WHAT YOU SHOULD DO: In how many lines of the data does the word "remote" appear? Give the number by itself.

Stored dataset items:

# # # # #

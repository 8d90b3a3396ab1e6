use serde::Deserialize;
use std::env;
use std::str::FromStr;

use crate::models::Color;

fn parse_env_or<T: FromStr>(var: &str, default: T) -> T
where
    T::Err: std::fmt::Display,
{
    match env::var(var) {
        Ok(val) => match val.parse() {
            Ok(parsed) => parsed,
            Err(e) => {
                tracing::warn!("Invalid value '{}' for {}: {}. Using default.", val, var, e);
                default
            }
        },
        Err(_) => default,
    }
}

fn env_non_empty(var: &str) -> Option<String> {
    env::var(var).ok().filter(|v| !v.trim().is_empty())
}

#[derive(Debug, Clone, Deserialize)]
pub struct Config {
    pub server: ServerConfig,
    pub database: DatabaseConfig,
    pub ocr: OcrConfig,
    pub pipeline: PipelineConfig,
    pub queue: QueueConfig,
    pub storage: StorageConfig,
}

#[derive(Debug, Clone, Deserialize)]
pub struct ServerConfig {
    pub host: String,
    pub port: u16,
    /// Bearer tokens accepted on protected routes. Empty means open access.
    pub api_keys: Vec<String>,
    pub max_body_bytes: usize,
}

#[derive(Debug, Clone, Deserialize)]
pub struct DatabaseConfig {
    pub url: String,
    pub auth_token: Option<String>,
    pub local_path: Option<String>,
}

#[derive(Debug, Clone, Deserialize)]
pub struct OcrConfig {
    /// `local/tesseract` or `remote/<name>`.
    pub model: String,
    pub api_key: Option<String>,
    pub base_url: Option<String>,
    pub tessdata_path: Option<String>,
    pub timeout_secs: u64,
    pub max_image_dimension: u32,
}

/// How overlay colors are picked for kept detections.
#[derive(Debug, Clone, Copy, PartialEq, Eq, Deserialize)]
#[serde(rename_all = "snake_case")]
pub enum ColorMode {
    Fixed,
    Random,
}

impl FromStr for ColorMode {
    type Err = String;

    fn from_str(s: &str) -> Result<Self, Self::Err> {
        match s.trim().to_lowercase().as_str() {
            "fixed" => Ok(Self::Fixed),
            "random" => Ok(Self::Random),
            other => Err(format!("unknown color mode '{other}' (expected fixed|random)")),
        }
    }
}

#[derive(Debug, Clone, Deserialize)]
pub struct PipelineConfig {
    pub default_confidence: f64,
    pub color_mode: ColorMode,
    pub box_color: Color,
    /// Emit row boxes as JSON-encoded strings instead of point lists.
    pub legacy_box_strings: bool,
    /// Prefix the overlay with `data:image/png;base64,`.
    pub overlay_data_uri: bool,
}

impl Default for PipelineConfig {
    fn default() -> Self {
        Self {
            default_confidence: 0.5,
            color_mode: ColorMode::Fixed,
            box_color: Color::GREEN,
            legacy_box_strings: false,
            overlay_data_uri: true,
        }
    }
}

/// When the consumer acknowledges a claimed message.
#[derive(Debug, Clone, Copy, PartialEq, Eq, Deserialize)]
#[serde(rename_all = "snake_case")]
pub enum AckMode {
    /// Acknowledge as soon as the message is claimed (at-most-once).
    OnReceipt,
    /// Acknowledge only after the response has been published (at-least-once).
    AfterPublish,
}

impl FromStr for AckMode {
    type Err = String;

    fn from_str(s: &str) -> Result<Self, Self::Err> {
        match s.trim().to_lowercase().as_str() {
            "on_receipt" | "auto" => Ok(Self::OnReceipt),
            "after_publish" | "manual" => Ok(Self::AfterPublish),
            other => Err(format!(
                "unknown ack mode '{other}' (expected on_receipt|after_publish)"
            )),
        }
    }
}

#[derive(Debug, Clone, Deserialize)]
pub struct QueueConfig {
    pub input_queue: String,
    pub response_queue: String,
    pub poll_interval_ms: u64,
    pub ack_mode: AckMode,
    /// An in-flight message claimed longer ago than this is handed out again.
    pub visibility_timeout_secs: u64,
    /// Replies older than this are deleted from the response queue.
    pub reply_retention_secs: u64,
}

impl Default for QueueConfig {
    fn default() -> Self {
        Self {
            input_queue: "image_processing".to_string(),
            response_queue: "image_response".to_string(),
            poll_interval_ms: 500,
            ack_mode: AckMode::AfterPublish,
            visibility_timeout_secs: 300,
            reply_retention_secs: 86_400,
        }
    }
}

#[derive(Debug, Clone, Default, Deserialize)]
pub struct StorageConfig {
    /// Store overlay blobs and result records in the database.
    pub persist_results: bool,
    /// Folder used when a request does not name one.
    pub default_folder: Option<String>,
}

impl Default for Config {
    fn default() -> Self {
        Self {
            server: ServerConfig {
                host: env::var("OCRGATE_HOST").unwrap_or_else(|_| "0.0.0.0".to_string()),
                port: parse_env_or("OCRGATE_PORT", 5000),
                api_keys: env::var("OCRGATE_API_KEYS")
                    .map(|keys| {
                        keys.split(',')
                            .map(|s| s.trim().to_string())
                            .filter(|s| !s.is_empty())
                            .collect()
                    })
                    .unwrap_or_default(),
                max_body_bytes: parse_env_or("OCRGATE_MAX_BODY_BYTES", 20 * 1024 * 1024),
            },
            database: DatabaseConfig {
                url: env::var("DATABASE_URL").unwrap_or_else(|_| "file:ocrgate.db".to_string()),
                auth_token: env::var("DATABASE_AUTH_TOKEN").ok(),
                local_path: env::var("DATABASE_LOCAL_PATH").ok(),
            },
            ocr: OcrConfig {
                model: env::var("OCR_MODEL").unwrap_or_else(|_| "local/tesseract".to_string()),
                api_key: env_non_empty("OCR_API_KEY"),
                base_url: env_non_empty("OCR_BASE_URL"),
                tessdata_path: env_non_empty("OCR_TESSDATA_PATH"),
                timeout_secs: parse_env_or("OCR_TIMEOUT", 60),
                max_image_dimension: parse_env_or("OCR_MAX_DIMENSION", 8192),
            },
            pipeline: PipelineConfig {
                default_confidence: parse_env_or("PIPELINE_DEFAULT_CONFIDENCE", 0.5),
                color_mode: parse_env_or("PIPELINE_COLOR_MODE", ColorMode::Fixed),
                box_color: parse_env_or("PIPELINE_BOX_COLOR", Color::GREEN),
                legacy_box_strings: parse_env_or("PIPELINE_LEGACY_BOX_STRINGS", false),
                overlay_data_uri: parse_env_or("PIPELINE_OVERLAY_DATA_URI", true),
            },
            queue: QueueConfig {
                input_queue: env::var("QUEUE_INPUT")
                    .unwrap_or_else(|_| "image_processing".to_string()),
                response_queue: env::var("QUEUE_RESPONSE")
                    .unwrap_or_else(|_| "image_response".to_string()),
                poll_interval_ms: parse_env_or("QUEUE_POLL_INTERVAL_MS", 500),
                ack_mode: parse_env_or("QUEUE_ACK_MODE", AckMode::AfterPublish),
                visibility_timeout_secs: parse_env_or("QUEUE_VISIBILITY_TIMEOUT_SECS", 300),
                reply_retention_secs: parse_env_or("QUEUE_REPLY_RETENTION_SECS", 86_400),
            },
            storage: StorageConfig {
                persist_results: parse_env_or("STORAGE_PERSIST_RESULTS", false),
                default_folder: env_non_empty("STORAGE_DEFAULT_FOLDER"),
            },
        }
    }
}

impl Config {
    pub fn from_env() -> Self {
        Self::default()
    }
}

/// Split an OCR model string into (provider, model). Unprefixed names are local.
pub fn parse_ocr_model(model: &str) -> (&str, &str) {
    match model.split_once('/') {
        Some((prefix, rest)) => (prefix, rest),
        None => ("local", model),
    }
}

#[cfg(test)]
mod tests {
    use super::*;
    use serial_test::serial;

    fn clear(vars: &[&str]) {
        for var in vars {
            std::env::remove_var(var);
        }
    }

    #[test]
    #[serial]
    fn test_defaults() {
        clear(&[
            "OCRGATE_PORT",
            "OCRGATE_API_KEYS",
            "OCR_MODEL",
            "PIPELINE_COLOR_MODE",
            "PIPELINE_BOX_COLOR",
            "QUEUE_ACK_MODE",
            "QUEUE_INPUT",
            "QUEUE_RESPONSE",
            "QUEUE_VISIBILITY_TIMEOUT_SECS",
            "QUEUE_REPLY_RETENTION_SECS",
            "STORAGE_PERSIST_RESULTS",
        ]);

        let config = Config::default();
        assert_eq!(config.server.port, 5000);
        assert!(config.server.api_keys.is_empty());
        assert_eq!(config.ocr.model, "local/tesseract");
        assert_eq!(config.pipeline.default_confidence, 0.5);
        assert_eq!(config.pipeline.color_mode, ColorMode::Fixed);
        assert_eq!(config.pipeline.box_color, Color::GREEN);
        assert!(config.pipeline.overlay_data_uri);
        assert_eq!(config.queue.input_queue, "image_processing");
        assert_eq!(config.queue.response_queue, "image_response");
        assert_eq!(config.queue.ack_mode, AckMode::AfterPublish);
        assert_eq!(config.queue.visibility_timeout_secs, 300);
        assert_eq!(config.queue.reply_retention_secs, 86_400);
        assert!(!config.storage.persist_results);
    }

    #[test]
    #[serial]
    fn test_pipeline_from_env() {
        std::env::set_var("PIPELINE_COLOR_MODE", "random");
        std::env::set_var("PIPELINE_BOX_COLOR", "255, 0, 0");
        std::env::set_var("PIPELINE_LEGACY_BOX_STRINGS", "true");

        let config = Config::default();
        assert_eq!(config.pipeline.color_mode, ColorMode::Random);
        assert_eq!(config.pipeline.box_color, Color::new(255, 0, 0));
        assert!(config.pipeline.legacy_box_strings);

        clear(&[
            "PIPELINE_COLOR_MODE",
            "PIPELINE_BOX_COLOR",
            "PIPELINE_LEGACY_BOX_STRINGS",
        ]);
    }

    #[test]
    #[serial]
    fn test_invalid_values_fall_back_to_defaults() {
        std::env::set_var("QUEUE_ACK_MODE", "sometimes");
        std::env::set_var("OCRGATE_PORT", "not-a-port");

        let config = Config::default();
        assert_eq!(config.queue.ack_mode, AckMode::AfterPublish);
        assert_eq!(config.server.port, 5000);

        clear(&["QUEUE_ACK_MODE", "OCRGATE_PORT"]);
    }

    #[test]
    #[serial]
    fn test_api_keys_split_and_trimmed() {
        std::env::set_var("OCRGATE_API_KEYS", " a , b ,,");
        let config = Config::default();
        assert_eq!(config.server.api_keys, vec!["a".to_string(), "b".to_string()]);
        clear(&["OCRGATE_API_KEYS"]);
    }

    #[test]
    fn test_ack_mode_aliases() {
        assert_eq!("auto".parse::<AckMode>().unwrap(), AckMode::OnReceipt);
        assert_eq!("after_publish".parse::<AckMode>().unwrap(), AckMode::AfterPublish);
        assert!("never".parse::<AckMode>().is_err());
    }

    #[test]
    fn test_parse_ocr_model() {
        assert_eq!(parse_ocr_model("local/tesseract"), ("local", "tesseract"));
        assert_eq!(parse_ocr_model("remote/paddle"), ("remote", "paddle"));
        assert_eq!(parse_ocr_model("tesseract"), ("local", "tesseract"));
    }
}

# # # # #

WORKED SOLUTION: 2